Work task:
An exact repetition of the records is required. Leave nothing out.

Top of Records provided

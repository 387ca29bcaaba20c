//! Worker pool and the barrier/single-writer protocol.
//!
//! Every domain of the lattice is driven by one worker thread. All workers run
//! the same program in lockstep through two kinds of phases:
//!
//! - **Domain-parallel** phases touch only the worker's own tile data and read
//!   neighbor halos. No synchronization is needed.
//! - **Shared-mutation** phases change a structure visible to every worker
//!   (the conflict table, the conductivity accumulator). They are bracketed by
//!   barriers, and writers are serialized by the protocol itself.
//!
//! ```text
//! worker 0  ──┬── local ──┤barrier├── master writes ──┤barrier├── local ──
//! worker 1  ──┼── local ──┤barrier├──     waits     ──┤barrier├── local ──
//! worker 2  ──┴── local ──┤barrier├──     waits     ──┤barrier├── local ──
//! ```
//!
//! [`SharedSection`] wraps the shared structure. Because writers never
//! overlap, its lock is uncontended in [`DomainContext::master`] and only
//! serializes the turn-taking in [`DomainContext::critical`].
//!
//! A worker that panics breaks the pool's barrier on its way out. Every peer
//! waiting on it, or arriving later, panics as well, and [`DomainPool::run`]
//! resumes the first worker's panic on the caller.

use std::any::Any;
use std::sync::atomic::{AtomicBool, Ordering};
use std::thread;

use parking_lot::{Condvar, Mutex};

/// A structure that several workers mutate, one at a time.
#[derive(Debug, Default)]
pub struct SharedSection<T> {
    inner: Mutex<T>,
}

impl<T> SharedSection<T> {
    /// Wraps `value`.
    pub fn new(value: T) -> Self {
        Self {
            inner: Mutex::new(value),
        }
    }

    /// Consumes the section and returns the value.
    pub fn into_inner(self) -> T {
        self.inner.into_inner()
    }

    /// Mutable access when the caller holds the only reference.
    pub fn get_mut(&mut self) -> &mut T {
        self.inner.get_mut()
    }

    /// Read access outside the worker pool (tests, post-run inspection).
    pub fn with<R>(&self, f: impl FnOnce(&T) -> R) -> R {
        f(&*self.inner.lock())
    }
}

/// Panic payload of a worker unwound because a peer panicked.
#[derive(Debug)]
struct PeerPanicked;

#[derive(Debug, Default)]
struct BarrierState {
    arrived: usize,
    generation: u64,
    broken: bool,
}

/// Reusable barrier that can be broken by a panicking worker.
#[derive(Debug)]
struct PhaseBarrier {
    workers: usize,
    state: Mutex<BarrierState>,
    released: Condvar,
}

impl PhaseBarrier {
    fn new(workers: usize) -> Self {
        Self {
            workers,
            state: Mutex::new(BarrierState::default()),
            released: Condvar::new(),
        }
    }

    fn wait(&self) {
        let mut state = self.state.lock();
        if state.broken {
            drop(state);
            std::panic::panic_any(PeerPanicked);
        }

        state.arrived += 1;
        if state.arrived == self.workers {
            state.arrived = 0;
            state.generation += 1;
            self.released.notify_all();
            return;
        }

        let generation = state.generation;
        while state.generation == generation && !state.broken {
            self.released.wait(&mut state);
        }
        if state.generation == generation {
            drop(state);
            std::panic::panic_any(PeerPanicked);
        }
    }

    fn break_all(&self) {
        self.state.lock().broken = true;
        self.released.notify_all();
    }
}

/// Breaks the barrier if the worker holding it unwinds.
struct BreakOnPanic<'a>(&'a PhaseBarrier);

impl Drop for BreakOnPanic<'_> {
    fn drop(&mut self) {
        if thread::panicking() {
            self.0.break_all();
        }
    }
}

/// Handle given to each worker: its domain id plus the collective operations.
#[derive(Clone, Copy)]
pub struct DomainContext<'a> {
    id: usize,
    count: usize,
    barrier: &'a PhaseBarrier,
    failed: &'a AtomicBool,
}

impl<'a> DomainContext<'a> {
    /// Domain id of this worker.
    #[inline]
    pub fn id(&self) -> usize {
        self.id
    }

    /// Number of workers (and domains).
    #[inline]
    pub fn count(&self) -> usize {
        self.count
    }

    /// Worker 0 performs every designated single-writer mutation.
    #[inline]
    pub fn is_master(&self) -> bool {
        self.id == 0
    }

    /// Blocks until every worker reaches this point.
    ///
    /// # Panics
    ///
    /// Panics if another worker panicked before everyone arrived.
    pub fn barrier(&self) {
        self.barrier.wait();
    }

    /// Barrier, master runs `f`, barrier.
    ///
    /// Returns `Some` on the master worker and `None` elsewhere. Every worker
    /// must call this, even though only one of them does any work.
    pub fn master<T, R>(&self, section: &SharedSection<T>, f: impl FnOnce(&mut T) -> R) -> Option<R> {
        self.barrier();
        let result = if self.is_master() {
            Some(f(&mut *section.inner.lock()))
        } else {
            None
        };
        self.barrier();
        result
    }

    /// Runs `f` with exclusive access, each worker in turn, in no fixed order.
    ///
    /// No barrier is implied. Callers bracket critical phases with
    /// [`barrier`](Self::barrier) when later readers depend on every write.
    pub fn critical<T, R>(&self, section: &SharedSection<T>, f: impl FnOnce(&mut T) -> R) -> R {
        f(&mut *section.inner.lock())
    }

    /// Collective failure vote.
    ///
    /// Every worker reports whether it failed; all of them learn whether any
    /// worker did. Workers that see `true` must leave the run together so no
    /// one is left waiting on a barrier.
    pub fn any_failed(&self, failed: bool) -> bool {
        if failed {
            self.failed.store(true, Ordering::Release);
        }
        self.barrier();
        let any = self.failed.load(Ordering::Acquire);
        self.barrier();
        any
    }
}

/// Fixed pool of scoped worker threads, one per domain.
#[derive(Debug, Clone, Copy)]
pub struct DomainPool {
    domains: usize,
}

impl DomainPool {
    /// Creates a pool with one worker per domain.
    ///
    /// # Panics
    ///
    /// Panics if `domains` is zero.
    pub fn new(domains: usize) -> Self {
        assert!(domains > 0, "a domain pool needs at least one worker");
        Self { domains }
    }

    /// Number of workers.
    pub fn domains(&self) -> usize {
        self.domains
    }

    /// Runs `f` on every worker, handing each one its own state.
    ///
    /// `states` must hold exactly one entry per domain; entry `i` goes to
    /// domain `i`. Results come back in domain order. A panic in any worker
    /// unwinds its peers at their next barrier and is resumed on the calling
    /// thread.
    pub fn run<S, R, F>(&self, states: Vec<S>, f: F) -> Vec<R>
    where
        S: Send,
        R: Send,
        F: Fn(DomainContext<'_>, S) -> R + Sync,
    {
        assert_eq!(states.len(), self.domains, "one state per domain");

        let barrier = PhaseBarrier::new(self.domains);
        let failed = AtomicBool::new(false);
        let f = &f;

        thread::scope(|scope| {
            let handles: Vec<_> = states
                .into_iter()
                .enumerate()
                .map(|(id, state)| {
                    let ctx = DomainContext {
                        id,
                        count: self.domains,
                        barrier: &barrier,
                        failed: &failed,
                    };
                    let barrier = &barrier;
                    scope.spawn(move || {
                        let _guard = BreakOnPanic(barrier);
                        f(ctx, state)
                    })
                })
                .collect();

            let mut results = Vec::with_capacity(handles.len());
            let mut panic: Option<Box<dyn Any + Send>> = None;
            for handle in handles {
                match handle.join() {
                    Ok(result) => results.push(result),
                    Err(payload) => {
                        let secondary = payload.is::<PeerPanicked>();
                        if panic.as_ref().is_none_or(|p| p.is::<PeerPanicked>() && !secondary) {
                            panic = Some(payload);
                        }
                    }
                }
            }
            if let Some(payload) = panic {
                std::panic::resume_unwind(payload);
            }
            results
        })
    }
}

Bottom of Records provided

Reply to the exercise:
repository 387ca29bcaaba20c
//! Worker pool and the barrier/single-writer protocol.
//!
//! Every domain of the lattice is driven by one worker thread. All workers run
//! the same program in lockstep through two kinds of phases:
//!
//! - **Domain-parallel** phases touch only the worker's own tile data and read
//!   neighbor halos. No synchronization is needed.
//! - **Shared-mutation** phases change a structure visible to every worker
//!   (the conflict table, the conductivity accumulator). They are bracketed by
//!   barriers, and writers are serialized by the protocol itself.
//!
//! ```text
//! worker 0  ──┬── local ──┤barrier├── master writes ──┤barrier├── local ──
//! worker 1  ──┼── local ──┤barrier├──     waits     ──┤barrier├── local ──
//! worker 2  ──┴── local ──┤barrier├──     waits     ──┤barrier├── local ──
//! ```
//!
//! [`SharedSection`] wraps the shared structure. Because writers never
//! overlap, its lock is uncontended in [`DomainContext::master`] and only
//! serializes the turn-taking in [`DomainContext::critical`].
//!
//! A worker that panics breaks the pool's barrier on its way out. Every peer
//! waiting on it, or arriving later, panics as well, and [`DomainPool::run`]
//! resumes the first worker's panic on the caller.

use std::any::Any;
use std::sync::atomic::{AtomicBool, Ordering};
use std::thread;

use parking_lot::{Condvar, Mutex};

/// A structure that several workers mutate, one at a time.
#[derive(Debug, Default)]
pub struct SharedSection<T> {
    inner: Mutex<T>,
}

impl<T> SharedSection<T> {
    /// Wraps `value`.
    pub fn new(value: T) -> Self {
        Self {
            inner: Mutex::new(value),
        }
    }

    /// Consumes the section and returns the value.
    pub fn into_inner(self) -> T {
        self.inner.into_inner()
    }

    /// Mutable access when the caller holds the only reference.
    pub fn get_mut(&mut self) -> &mut T {
        self.inner.get_mut()
    }

    /// Read access outside the worker pool (tests, post-run inspection).
    pub fn with<R>(&self, f: impl FnOnce(&T) -> R) -> R {
        f(&*self.inner.lock())
    }
}

/// Panic payload of a worker unwound because a peer panicked.
#[derive(Debug)]
struct PeerPanicked;

#[derive(Debug, Default)]
struct BarrierState {
    arrived: usize,
    generation: u64,
    broken: bool,
}

/// Reusable barrier that can be broken by a panicking worker.
#[derive(Debug)]
struct PhaseBarrier {
    workers: usize,
    state: Mutex<BarrierState>,
    released: Condvar,
}

impl PhaseBarrier {
    fn new(workers: usize) -> Self {
        Self {
            workers,
            state: Mutex::new(BarrierState::default()),
            released: Condvar::new(),
        }
    }

    fn wait(&self) {
        let mut state = self.state.lock();
        if state.broken {
            drop(state);
            std::panic::panic_any(PeerPanicked);
        }

        state.arrived += 1;
        if state.arrived == self.workers {
            state.arrived = 0;
            state.generation += 1;
            self.released.notify_all();
            return;
        }

        let generation = state.generation;
        while state.generation == generation && !state.broken {
            self.released.wait(&mut state);
        }
        if state.generation == generation {
            drop(state);
            std::panic::panic_any(PeerPanicked);
        }
    }

    fn break_all(&self) {
        self.state.lock().broken = true;
        self.released.notify_all();
    }
}

/// Breaks the barrier if the worker holding it unwinds.
struct BreakOnPanic<'a>(&'a PhaseBarrier);

impl Drop for BreakOnPanic<'_> {
    fn drop(&mut self) {
        if thread::panicking() {
            self.0.break_all();
        }
    }
}

/// Handle given to each worker: its domain id plus the collective operations.
#[derive(Clone, Copy)]
pub struct DomainContext<'a> {
    id: usize,
    count: usize,
    barrier: &'a PhaseBarrier,
    failed: &'a AtomicBool,
}

impl<'a> DomainContext<'a> {
    /// Domain id of this worker.
    #[inline]
    pub fn id(&self) -> usize {
        self.id
    }

    /// Number of workers (and domains).
    #[inline]
    pub fn count(&self) -> usize {
        self.count
    }

    /// Worker 0 performs every designated single-writer mutation.
    #[inline]
    pub fn is_master(&self) -> bool {
        self.id == 0
    }

    /// Blocks until every worker reaches this point.
    ///
    /// # Panics
    ///
    /// Panics if another worker panicked before everyone arrived.
    pub fn barrier(&self) {
        self.barrier.wait();
    }

    /// Barrier, master runs `f`, barrier.
    ///
    /// Returns `Some` on the master worker and `None` elsewhere. Every worker
    /// must call this, even though only one of them does any work.
    pub fn master<T, R>(&self, section: &SharedSection<T>, f: impl FnOnce(&mut T) -> R) -> Option<R> {
        self.barrier();
        let result = if self.is_master() {
            Some(f(&mut *section.inner.lock()))
        } else {
            None
        };
        self.barrier();
        result
    }

    /// Runs `f` with exclusive access, each worker in turn, in no fixed order.
    ///
    /// No barrier is implied. Callers bracket critical phases with
    /// [`barrier`](Self::barrier) when later readers depend on every write.
    pub fn critical<T, R>(&self, section: &SharedSection<T>, f: impl FnOnce(&mut T) -> R) -> R {
        f(&mut *section.inner.lock())
    }

    /// Collective failure vote.
    ///
    /// Every worker reports whether it failed; all of them learn whether any
    /// worker did. Workers that see `true` must leave the run together so no
    /// one is left waiting on a barrier.
    pub fn any_failed(&self, failed: bool) -> bool {
        if failed {
            self.failed.store(true, Ordering::Release);
        }
        self.barrier();
        let any = self.failed.load(Ordering::Acquire);
        self.barrier();
        any
    }
}

/// Fixed pool of scoped worker threads, one per domain.
#[derive(Debug, Clone, Copy)]
pub struct DomainPool {
    domains: usize,
}

impl DomainPool {
    /// Creates a pool with one worker per domain.
    ///
    /// # Panics
    ///
    /// Panics if `domains` is zero.
    pub fn new(domains: usize) -> Self {
        assert!(domains > 0, "a domain pool needs at least one worker");
        Self { domains }
    }

    /// Number of workers.
    pub fn domains(&self) -> usize {
        self.domains
    }

    /// Runs `f` on every worker, handing each one its own state.
    ///
    /// `states` must hold exactly one entry per domain; entry `i` goes to
    /// domain `i`. Results come back in domain order. A panic in any worker
    /// unwinds its peers at their next barrier and is resumed on the calling
    /// thread.
    pub fn run<S, R, F>(&self, states: Vec<S>, f: F) -> Vec<R>
    where
        S: Send,
        R: Send,
        F: Fn(DomainContext<'_>, S) -> R + Sync,
    {
        assert_eq!(states.len(), self.domains, "one state per domain");

        let barrier = PhaseBarrier::new(self.domains);
        let failed = AtomicBool::new(false);
        let f = &f;

        thread::scope(|scope| {
            let handles: Vec<_> = states
                .into_iter()
                .enumerate()
                .map(|(id, state)| {
                    let ctx = DomainContext {
                        id,
                        count: self.domains,
                        barrier: &barrier,
                        failed: &failed,
                    };
                    let barrier = &barrier;
                    scope.spawn(move || {
                        let _guard = BreakOnPanic(barrier);
                        f(ctx, state)
                    })
                })
                .collect();

            let mut results = Vec::with_capacity(handles.len());
            let mut panic: Option<Box<dyn Any + Send>> = None;
            for handle in handles {
                match handle.join() {
                    Ok(result) => results.push(result),
                    Err(payload) => {
                        let secondary = payload.is::<PeerPanicked>();
                        if panic.as_ref().is_none_or(|p| p.is::<PeerPanicked>() && !secondary) {
                            panic = Some(payload);
                        }
                    }
                }
            }
            if let Some(payload) = panic {
                std::panic::resume_unwind(payload);
            }
            results
        })
    }
}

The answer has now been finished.